Saturday, February 27, 2010


Looking back I think that with my father's death I started to open to the reality of death. I wonder if we have to 'experience' a death or witness someone dying to start really to feel the truth of impermanence. Then the knowledge that all things are impermanent may shake us to our core.

Janice Bostok hankies

Janice Bostok is a sumi-e artist. In these works the blue hankie belonged to janice's late husband. The bamboo drawn on this hankie represents strength and intelligence.The white lace hankie is in memory of her grandmother - Mary Teressa Weir.

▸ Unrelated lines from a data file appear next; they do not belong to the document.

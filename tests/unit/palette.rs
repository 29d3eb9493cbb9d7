use super::*;

fn c(hex: &str) -> Rgba8 {
    Rgba8::from_hex(hex).unwrap()
}

#[test]
fn default_palette_matches_stock_hex_list() {
    assert_eq!(DEFAULT_PALETTE.len(), 21);
    assert_eq!(DEFAULT_PALETTE[0].to_hex(), "#000000");
    assert_eq!(DEFAULT_PALETTE[6].to_hex(), "#e63946");
    assert_eq!(DEFAULT_PALETTE[20].to_hex(), "#3b82f6");
    assert!(DEFAULT_PALETTE.iter().all(|p| p.a == 255));
}

#[test]
fn add_is_newest_first_and_ignores_duplicates() {
    let mut f = Favorites::new();
    assert!(f.add(c("#111111")));
    assert!(f.add(c("#222222")));
    assert!(!f.add(c("#111111")));
    assert_eq!(f.colors(), &[c("#222222"), c("#111111")]);
}

#[test]
fn add_caps_the_list() {
    let mut f = Favorites::new();
    for i in 0..60u8 {
        f.add(Rgba8::opaque(i, 0, 0));
    }
    assert_eq!(f.len(), MAX_FAVORITES);
    assert_eq!(f.colors()[0], Rgba8::opaque(59, 0, 0));
    assert!(!f.colors().contains(&Rgba8::opaque(0, 0, 0)));
}

#[test]
fn remove_and_clear() {
    let mut f = Favorites::new();
    f.add(c("#abcdef"));
    f.add(c("#123456"));
    assert!(f.remove(c("#abcdef")));
    assert!(!f.remove(c("#abcdef")));
    assert_eq!(f.len(), 1);
    f.clear();
    assert!(f.is_empty());
}

#[test]
fn json_keeps_order_and_uses_hex() {
    let f = Favorites::from_json_str(r##"["#ff0000", "#00ff00", "#ff0000"]"##).unwrap();
    assert_eq!(f.colors(), &[c("#ff0000"), c("#00ff00")]);

    let json = serde_json::to_value(&f).unwrap();
    assert_eq!(json, serde_json::json!(["#ff0000", "#00ff00"]));
}

#[test]
fn load_treats_missing_and_corrupt_files_as_empty() {
    let dir = std::path::PathBuf::from("target").join("colorbook_palette_unit");
    let _ = std::fs::remove_dir_all(&dir);
    let path = dir.join("favorites.json");

    assert!(Favorites::load(&path).is_empty());

    let mut f = Favorites::new();
    f.add(c("#0b8a3e"));
    f.add(c("#ffd16680"));
    f.save(&path).unwrap();
    assert_eq!(Favorites::load(&path), f);

    std::fs::write(&path, "{not json").unwrap();
    assert!(Favorites::load(&path).is_empty());
}
pub(crate) mod mapper;
pub(crate) mod resize;
pub(crate) mod viewport;
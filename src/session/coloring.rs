//! The coloring session: owns both surfaces, routes pointer input to the stroke renderer or the
//! fill engine, and reallocates buffers when the device pixel ratio changes.

use std::path::Path;
use std::time::Instant;

use rand::Rng;

use crate::assets::catalog::OutlineCatalog;
use crate::assets::outline::OutlineArt;
use crate::config::ColoringConfig;
use crate::fill::engine::{FillOutcome, FillRequest, flood_fill};
use crate::foundation::core::{LogicalSize, Point, Rgba8};
use crate::foundation::error::{ColorbookError, ColorbookResult};
use crate::render::export::{encode_png, flatten, write_png};
use crate::render::stroke::{StrokeRenderer, StrokeSegment};
use crate::session::input::{GestureState, InputEffect, Tool, ToolState};
use crate::surface::buffer::Surface;
use crate::surface::mask::OutlineMask;
use crate::view::mapper::{BackingTransform, CoordinateMapper};
use crate::view::resize::ResizeDebouncer;
use crate::view::viewport::Viewport;

/// Result of applying a resize.
#[derive(Clone, Copy, Debug, PartialEq, Eq)]
pub enum ResizeEffect {
    /// No buffers exist yet.
    NotAttached,
    /// Only the on-screen size changed; buffers kept.
    DisplayOnly,
    /// Buffers were reallocated for a new device pixel ratio.
    Reallocated,
}

#[derive(Clone, Debug)]
struct Layers {
    transform: BackingTransform,
    paint: Surface,
    outline: Surface,
    mask: OutlineMask,
}

/// A coloring canvas bound to a host viewport.
#[derive(Debug)]
pub struct ColoringSession<V: Viewport> {
    config: ColoringConfig,
    viewport: V,
    mapper: CoordinateMapper,
    layers: Option<Layers>,
    art: Option<OutlineArt>,
    gesture: GestureState,
    strokes: StrokeRenderer,
    resize: ResizeDebouncer,
}

impl<V: Viewport> ColoringSession<V> {
    /// Create a detached session. Buffers are allocated by [`Self::attach`].
    pub fn new(config: ColoringConfig, viewport: V) -> ColorbookResult<Self> {
        config.validate()?;
        let logical = config.logical_size()?;
        let resize = ResizeDebouncer::new(config.resize_debounce());
        Ok(Self {
            config,
            viewport,
            mapper: CoordinateMapper::new(logical),
            layers: None,
            art: None,
            gesture: GestureState::Idle,
            strokes: StrokeRenderer::new(),
            resize,
        })
    }

    /// Allocate both surfaces for the viewport's current device pixel ratio.
    ///
    /// Calling it again reallocates; existing paint is resampled into the new buffers.
    pub fn attach(&mut self) -> ColorbookResult<()> {
        let dpr = self.viewport.device_pixel_ratio();
        let transform = BackingTransform::new(self.logical_size(), dpr)?;
        self.reallocate(transform)?;
        tracing::info!(
            width = transform.width(),
            height = transform.height(),
            dpr = transform.dpr(),
            "canvas attached"
        );
        Ok(())
    }

    /// `true` once buffers exist.
    pub fn is_attached(&self) -> bool {
        self.layers.is_some()
    }

    /// Session configuration.
    pub fn config(&self) -> &ColoringConfig {
        &self.config
    }

    /// Fixed logical canvas size.
    pub fn logical_size(&self) -> LogicalSize {
        self.mapper.logical()
    }

    /// Host viewport.
    pub fn viewport(&self) -> &V {
        &self.viewport
    }

    /// Mutable host viewport; follow changes with [`Self::notify_resize`].
    pub fn viewport_mut(&mut self) -> &mut V {
        &mut self.viewport
    }

    /// Current gesture state.
    pub fn gesture(&self) -> GestureState {
        self.gesture
    }

    /// Backing transform of the current allocation.
    pub fn transform(&self) -> Option<&BackingTransform> {
        self.layers.as_ref().map(|l| &l.transform)
    }

    /// Paint surface.
    pub fn paint(&self) -> Option<&Surface> {
        self.layers.as_ref().map(|l| &l.paint)
    }

    /// Rasterized outline surface.
    pub fn outline(&self) -> Option<&Surface> {
        self.layers.as_ref().map(|l| &l.outline)
    }

    /// Fill barrier mask derived from the outline.
    pub fn mask(&self) -> Option<&OutlineMask> {
        self.layers.as_ref().map(|l| &l.mask)
    }

    /// The outline drawing currently shown.
    pub fn outline_art(&self) -> Option<&OutlineArt> {
        self.art.as_ref()
    }

    /// Show a new outline. Paint is kept; use [`Self::new_image`] to start over.
    pub fn set_outline(&mut self, art: OutlineArt) -> ColorbookResult<()> {
        tracing::info!(outline = art.name(), "outline set");
        self.art = Some(art);
        if let Some(layers) = self.layers.as_mut() {
            let (outline, mask) = build_outline(&self.config, self.art.as_ref(), &layers.transform)?;
            layers.outline = outline;
            layers.mask = mask;
        }
        Ok(())
    }

    /// Pick a random outline from `catalog`, clear the paint, and show it.
    ///
    /// Unreadable entries are replaced with an embedded outline. Returns the chosen entry.
    pub fn new_image<R: Rng + ?Sized>(
        &mut self,
        catalog: &OutlineCatalog,
        rng: &mut R,
    ) -> ColorbookResult<String> {
        let entry = catalog.choose(rng).to_owned();
        let art = catalog.load_or_builtin(&entry)?;
        self.clear_paint();
        self.set_outline(art)?;
        Ok(entry)
    }

    /// Erase all paint. The outline is untouched.
    pub fn clear_paint(&mut self) {
        if let Some(layers) = self.layers.as_mut() {
            layers.paint.clear();
        }
    }

    /// Pointer pressed at `client` (display pixels).
    pub fn pointer_down(
        &mut self,
        client: Option<Point>,
        tools: &ToolState,
    ) -> ColorbookResult<InputEffect> {
        if !self.is_attached() {
            tracing::debug!("pointer down before attach ignored");
            return Ok(InputEffect::Ignored);
        }
        let pos = self.map_client(client);
        self.gesture = GestureState::Drawing { last: pos };
        match tools.tool {
            Tool::Fill => Ok(InputEffect::Filled(self.fill_at(pos, tools.color)?)),
            Tool::Brush | Tool::Eraser => self.stroke(pos, pos, tools),
        }
    }

    /// Pointer moved to `client`. Only acts inside a gesture.
    pub fn pointer_move(
        &mut self,
        client: Option<Point>,
        tools: &ToolState,
    ) -> ColorbookResult<InputEffect> {
        let GestureState::Drawing { last } = self.gesture else {
            return Ok(InputEffect::Ignored);
        };
        if !self.is_attached() {
            return Ok(InputEffect::Ignored);
        }
        let pos = self.map_client(client);
        self.gesture = GestureState::Drawing { last: pos };
        match tools.tool {
            Tool::Fill => Ok(InputEffect::Tracked),
            Tool::Brush | Tool::Eraser => self.stroke(last, pos, tools),
        }
    }

    /// Pointer released.
    pub fn pointer_up(&mut self) -> InputEffect {
        self.end_gesture()
    }

    /// Pointer lost (left the canvas, capture lost).
    pub fn pointer_cancel(&mut self) -> InputEffect {
        self.end_gesture()
    }

    fn end_gesture(&mut self) -> InputEffect {
        match std::mem::take(&mut self.gesture) {
            GestureState::Idle => InputEffect::Ignored,
            GestureState::Drawing { .. } => InputEffect::Released,
        }
    }

    fn map_client(&self, client: Option<Point>) -> Point {
        self.mapper.to_logical(client, self.viewport.display_rect())
    }

    fn stroke(&mut self, from: Point, to: Point, tools: &ToolState) -> ColorbookResult<InputEffect> {
        let Some(layers) = self.layers.as_mut() else {
            return Ok(InputEffect::Ignored);
        };
        let segment = match tools.tool {
            Tool::Eraser => StrokeSegment::erase(from, to, tools.brush_size),
            _ => StrokeSegment::paint(from, to, tools.brush_size, tools.color),
        };
        let touched = self
            .strokes
            .draw_segment(&mut layers.paint, &layers.transform, &segment)?;
        Ok(InputEffect::Stroked { touched })
    }

    /// Flood fill from a logical point with the configured tolerance.
    pub fn fill_at(&mut self, logical: Point, color: Rgba8) -> ColorbookResult<FillOutcome> {
        let Some(layers) = self.layers.as_mut() else {
            return Err(ColorbookError::precondition("fill before the canvas is attached"));
        };
        let request = FillRequest {
            seed: logical,
            color,
            tolerance: self.config.fill_tolerance,
        };
        flood_fill(&mut layers.paint, &layers.mask, &layers.transform, &request)
    }

    /// Record a viewport change at `now`; it is applied by a later [`Self::poll`].
    pub fn notify_resize(&mut self, now: Instant) {
        self.resize.notify(now);
    }

    /// `true` while a resize notification waits to be applied.
    pub fn resize_pending(&self) -> bool {
        self.resize.is_pending()
    }

    /// Apply a pending resize once its quiet period has passed. Held back while a gesture is
    /// in progress. Returns the applied effect, if any.
    pub fn poll(&mut self, now: Instant) -> ColorbookResult<Option<ResizeEffect>> {
        if matches!(self.gesture, GestureState::Drawing { .. }) {
            return Ok(None);
        }
        if !self.resize.poll(now) {
            return Ok(None);
        }
        self.resize_now().map(Some)
    }

    /// Re-query the viewport and reallocate buffers if the device pixel ratio changed.
    pub fn resize_now(&mut self) -> ColorbookResult<ResizeEffect> {
        self.resize.cancel();
        let Some(current) = self.transform().copied() else {
            return Ok(ResizeEffect::NotAttached);
        };
        let next = BackingTransform::new(self.logical_size(), self.viewport.device_pixel_ratio())?;
        if next.same_buffer_size(&current) {
            tracing::debug!("display-only resize");
            return Ok(ResizeEffect::DisplayOnly);
        }
        self.reallocate(next)?;
        tracing::info!(
            width = next.width(),
            height = next.height(),
            dpr = next.dpr(),
            "buffers reallocated"
        );
        Ok(ResizeEffect::Reallocated)
    }

    fn reallocate(&mut self, transform: BackingTransform) -> ColorbookResult<()> {
        let paint = match self.layers.as_ref() {
            Some(old) => old.paint.resampled(transform.width(), transform.height())?,
            None => Surface::new(transform.width(), transform.height())?,
        };
        let (outline, mask) = build_outline(&self.config, self.art.as_ref(), &transform)?;
        self.layers = Some(Layers {
            transform,
            paint,
            outline,
            mask,
        });
        Ok(())
    }

    /// Flatten paint under outline at the logical resolution.
    pub fn export(&self) -> ColorbookResult<image::RgbaImage> {
        flatten(self.paint(), self.outline(), self.logical_size())
    }

    /// Export encoded as PNG bytes.
    pub fn export_png(&self) -> ColorbookResult<Vec<u8>> {
        encode_png(&self.export()?)
    }

    /// Export written to a PNG file.
    pub fn save_png(&self, path: &Path) -> ColorbookResult<()> {
        write_png(&self.export()?, path)
    }
}

fn build_outline(
    config: &ColoringConfig,
    art: Option<&OutlineArt>,
    transform: &BackingTransform,
) -> ColorbookResult<(Surface, OutlineMask)> {
    let outline = match art {
        Some(art) => art.rasterize(transform, config.outline_margin)?,
        None => Surface::new(transform.width(), transform.height())?,
    };
    let mask = OutlineMask::from_outline(&outline, config.barrier_alpha_threshold);
    Ok((outline, mask))
}

#[cfg(test)]
#[path = "../../tests/unit/session/coloring.rs"]
mod tests;
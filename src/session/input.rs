use crate::fill::engine::FillOutcome;
use crate::foundation::core::{PixelRect, Point, Rgba8};

/// Active drawing tool.
#[derive(
    Clone, Copy, Debug, Default, PartialEq, Eq, Hash, serde::Serialize, serde::Deserialize,
)]
#[serde(rename_all = "lowercase")]
pub enum Tool {
    /// Round brush painting the current color.
    #[default]
    Brush,
    /// Round brush removing paint.
    Eraser,
    /// Flood fill bounded by the outline.
    Fill,
}

/// Caller-owned tool settings, passed into every input call.
#[derive(Clone, Copy, Debug, PartialEq, serde::Serialize, serde::Deserialize)]
pub struct ToolState {
    /// Active tool.
    pub tool: Tool,
    /// Paint and fill color.
    pub color: Rgba8,
    /// Brush and eraser diameter in logical units.
    pub brush_size: f64,
}

impl Default for ToolState {
    fn default() -> Self {
        crate::config::ColoringConfig::default().default_tool_state()
    }
}

/// Pointer gesture state.
#[derive(Clone, Copy, Debug, Default, PartialEq)]
pub enum GestureState {
    /// No pointer is down.
    #[default]
    Idle,
    /// A pointer is down; `last` is its most recent logical position.
    Drawing {
        /// Last logical position seen in this gesture.
        last: Point,
    },
}

/// What a pointer event did to the session.
#[derive(Clone, Copy, Debug, PartialEq, Eq)]
pub enum InputEffect {
    /// Nothing happened: not attached, or a move/up outside a gesture.
    Ignored,
    /// A stroke segment was drawn; `touched` is `None` when it fell outside the canvas.
    Stroked {
        /// Backing pixels written.
        touched: Option<PixelRect>,
    },
    /// The fill tool ran.
    Filled(FillOutcome),
    /// The gesture position advanced without drawing.
    Tracked,
    /// The gesture ended.
    Released,
}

The japanese character drawn on this hankie means'the still point'. The moment of emptiness.

Thursday, February 25, 2010

Hankie Artwork by Erika Lehmann

Erika describes this 3 part hankie artwork thus 'The hankie with the initials EL is one of my own, the striped hankie belonged to by father, the kids mickey mouse highway depicting mickey mouse and minnie in their red convertable is a symbol of us whizzing down the highway and getting on with life!'

Monday, February 22, 2010

Beach walk treasure

Recently I went home to my parents home for the first time since my father's death. On my first morning beach walk this hankie washed up at my feet. It could have been my dad's...

Sunday, February 21, 2010

Community and Healing

This post is part of an email sent to me today by a wonderful artist who is participating in the hankie project. This project has certainly helped me enormously with my own grieving process. I feel now that I am not alone.
Grief can often be a very private lonely place, but by inviting every one in to share their stories and experiences by creating art work together, you have created a healing community.
I have often felt that our culture and society is now missing a process or way of dealing with our grief. Every one is sort of left to do what ever they feel is right for them, but this can be confusing and difficult.
Other cultures have strong traditions and customs which people follow and they feel they have dealt with the death of a loved one honourably and in the right way.

Friday, February 19, 2010

Hankies Available at the Gallery

Please call in to the gallery if you require hankies for your artwork, alternatively give me a call and I can send 1 out to you. As you can see I have collected quite a lot!!

A Patch of Sky - Hankerchief artwork by Monica Oppen

My mother died in October. She had been sick since January. That day after the night she died my body felt so heavy and so tired. But I noticed the sky. It was as blue as ever, like it always is in Spring. I remember thinking; how could it be so blue when I was feelig so unhappy? It was the most powerful statement for the triumph of life over death. My life. And her life in me because I was her daughter.